Stored data entries:
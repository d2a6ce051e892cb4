//! # Local Hub
//!
//! In-process implementation of [`ChannelTransport`]: a routing registry
//! that fans change notifications out to matching subscribed channels,
//! keeps a per-topic presence table, and forwards ephemeral broadcasts.
//!
//! Delivery is best-effort. Within one channel, delivery order matches
//! publish order; across channels no relative ordering is guaranteed.
//!
//! The hub backs the test suite and any embedding that runs the backend
//! and its consumers in one process.

use std::collections::HashMap;
use std::sync::RwLock;

use serde_json::Value;
use tracing::debug;

use super::backend::{ChannelId, ChannelTransport, EventSender};
use crate::changes::StreamDescriptor;
use crate::errors::{SyncError, SyncResult};
use crate::event::{ChangeEvent, ChannelEvent, ChannelStatus, PresenceRecord, SignalMessage};

/// Hub configuration
#[derive(Debug, Clone)]
pub struct HubConfig {
    /// Maximum broadcast payload size in bytes
    pub max_signal_bytes: usize,
}

impl Default for HubConfig {
    fn default() -> Self {
        Self {
            max_signal_bytes: 65536, // 64KB
        }
    }
}

/// One opened channel as the hub sees it
#[derive(Debug)]
struct Slot {
    topic: String,
    sender: Option<EventSender>,
    descriptor: Option<StreamDescriptor>,
    subscribed: bool,
    presence: Option<PresenceRecord>,
}

/// Result of fanning one event out
#[derive(Debug, Default, Clone, Copy, PartialEq, Eq)]
pub struct DispatchOutcome {
    /// Channels whose descriptor matched the event
    pub matched: usize,
    /// Events actually enqueued
    pub delivered: usize,
    /// Matches that could not be enqueued (listener gone)
    pub dropped: usize,
}

/// In-process channel transport
#[derive(Debug, Default)]
pub struct LocalHub {
    slots: RwLock<HashMap<ChannelId, Slot>>,
    config: HubConfig,
}

impl LocalHub {
    /// Create a new hub
    pub fn new() -> Self {
        Self::with_config(HubConfig::default())
    }

    /// Create with custom config
    pub fn with_config(config: HubConfig) -> Self {
        Self {
            slots: RwLock::new(HashMap::new()),
            config,
        }
    }

    /// Ingest a backend change notification and fan it out to every
    /// subscribed channel whose descriptor matches.
    pub fn publish(&self, event: &ChangeEvent) -> DispatchOutcome {
        let mut outcome = DispatchOutcome::default();

        let slots = match self.slots.read() {
            Ok(s) => s,
            Err(_) => return outcome,
        };

        for slot in slots.values() {
            if !slot.subscribed {
                continue;
            }
            let Some(descriptor) = &slot.descriptor else {
                continue;
            };
            if !descriptor.matches(event) {
                continue;
            }

            outcome.matched += 1;
            match &slot.sender {
                Some(sender) if sender.send(ChannelEvent::Change(event.clone())).is_ok() => {
                    outcome.delivered += 1;
                }
                _ => outcome.dropped += 1,
            }
        }

        debug!(
            collection = %event.collection,
            kind = %event.kind,
            matched = outcome.matched,
            delivered = outcome.delivered,
            "change dispatched"
        );
        outcome
    }

    /// Push a status transition to every subscribed channel whose topic
    /// starts with `topic`. Used to simulate channel errors and timeouts.
    pub fn inject_status(&self, topic: &str, status: ChannelStatus) {
        if let Ok(slots) = self.slots.read() {
            for slot in slots.values() {
                if slot.topic.starts_with(topic) && slot.subscribed {
                    if let Some(sender) = &slot.sender {
                        let _ = sender.send(ChannelEvent::Status(status));
                    }
                }
            }
        }
    }

    /// Number of currently open channels
    pub fn channel_count(&self) -> usize {
        self.slots.read().map(|s| s.len()).unwrap_or(0)
    }

    fn topic_of(&self, id: ChannelId) -> Option<String> {
        self.slots
            .read()
            .ok()
            .and_then(|slots| slots.get(&id).map(|s| s.topic.clone()))
    }

    /// Notify subscribed peers on `topic` that the presence table changed
    fn notify_presence(&self, topic: &str) {
        if let Ok(slots) = self.slots.read() {
            for slot in slots.values() {
                if slot.topic == topic && slot.subscribed {
                    if let Some(sender) = &slot.sender {
                        let _ = sender.send(ChannelEvent::PresenceSync);
                    }
                }
            }
        }
    }
}

impl ChannelTransport for LocalHub {
    fn open(&self, topic: &str) -> SyncResult<ChannelId> {
        let id = ChannelId::fresh();
        let mut slots = self
            .slots
            .write()
            .map_err(|_| SyncError::Internal("Lock poisoned".into()))?;

        slots.insert(
            id,
            Slot {
                topic: topic.to_string(),
                sender: None,
                descriptor: None,
                subscribed: false,
                presence: None,
            },
        );
        Ok(id)
    }

    fn attach(&self, id: ChannelId, sender: EventSender) -> SyncResult<()> {
        let mut slots = self
            .slots
            .write()
            .map_err(|_| SyncError::Internal("Lock poisoned".into()))?;

        match slots.get_mut(&id) {
            Some(slot) => {
                slot.sender = Some(sender);
                Ok(())
            }
            None => Err(SyncError::ChannelNotFound(id.to_string())),
        }
    }

    fn subscribe(&self, id: ChannelId, descriptor: Option<&StreamDescriptor>) -> SyncResult<()> {
        let mut slots = self
            .slots
            .write()
            .map_err(|_| SyncError::Internal("Lock poisoned".into()))?;

        match slots.get_mut(&id) {
            Some(slot) => {
                slot.descriptor = descriptor.cloned();
                slot.subscribed = true;
                if let Some(sender) = &slot.sender {
                    let _ = sender.send(ChannelEvent::Status(ChannelStatus::Subscribed));
                }
                Ok(())
            }
            None => Err(SyncError::ChannelNotFound(id.to_string())),
        }
    }

    fn track(&self, id: ChannelId, record: PresenceRecord) -> SyncResult<()> {
        let topic = {
            let mut slots = self
                .slots
                .write()
                .map_err(|_| SyncError::Internal("Lock poisoned".into()))?;

            let slot = slots
                .get_mut(&id)
                .ok_or_else(|| SyncError::ChannelNotFound(id.to_string()))?;

            // Publishing before the subscribe handshake confirms is unsent.
            if !slot.subscribed {
                return Err(SyncError::NotSubscribed);
            }

            slot.presence = Some(record);
            slot.topic.clone()
        };

        self.notify_presence(&topic);
        Ok(())
    }

    fn untrack(&self, id: ChannelId) -> SyncResult<()> {
        let topic = {
            let mut slots = self
                .slots
                .write()
                .map_err(|_| SyncError::Internal("Lock poisoned".into()))?;

            match slots.get_mut(&id) {
                Some(slot) => {
                    slot.presence = None;
                    slot.topic.clone()
                }
                // Untracking a closed channel is a no-op.
                None => return Ok(()),
            }
        };

        self.notify_presence(&topic);
        Ok(())
    }

    fn presence_table(&self, id: ChannelId) -> Vec<PresenceRecord> {
        let Some(topic) = self.topic_of(id) else {
            return Vec::new();
        };

        self.slots
            .read()
            .map(|slots| {
                slots
                    .values()
                    .filter(|s| s.topic == topic)
                    .filter_map(|s| s.presence.clone())
                    .collect()
            })
            .unwrap_or_default()
    }

    fn send(&self, id: ChannelId, event: &str, payload: Value) -> SyncResult<()> {
        let payload_size = serde_json::to_string(&payload).map(|s| s.len()).unwrap_or(0);
        if payload_size > self.config.max_signal_bytes {
            return Err(SyncError::MessageTooLarge(self.config.max_signal_bytes));
        }

        let slots = self
            .slots
            .read()
            .map_err(|_| SyncError::Internal("Lock poisoned".into()))?;

        let topic = slots
            .get(&id)
            .map(|s| s.topic.clone())
            .ok_or_else(|| SyncError::ChannelNotFound(id.to_string()))?;

        let message = SignalMessage::new(event, payload);

        // Forwarded only to subscribers present right now; zero subscribers
        // means the message is silently dropped.
        for (slot_id, slot) in slots.iter() {
            if *slot_id == id || slot.topic != topic || !slot.subscribed {
                continue;
            }
            if let Some(sender) = &slot.sender {
                let _ = sender.send(ChannelEvent::Signal(message.clone()));
            }
        }

        Ok(())
    }

    fn close(&self, id: ChannelId) {
        let removed = {
            let Ok(mut slots) = self.slots.write() else {
                return;
            };
            slots.remove(&id)
        };

        // A tracked actor leaving must vanish from peer rosters.
        if let Some(slot) = removed {
            if slot.presence.is_some() {
                self.notify_presence(&slot.topic);
            }
        }
    }
}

WORK TASK:
Search the entries for the word "DispatchOutcome" and pick out every line that holds it.

OUTPUT FOR THIS EXERCISE:
pub struct DispatchOutcome {
    pub fn publish(&self, event: &ChangeEvent) -> DispatchOutcome {
        let mut outcome = DispatchOutcome::default();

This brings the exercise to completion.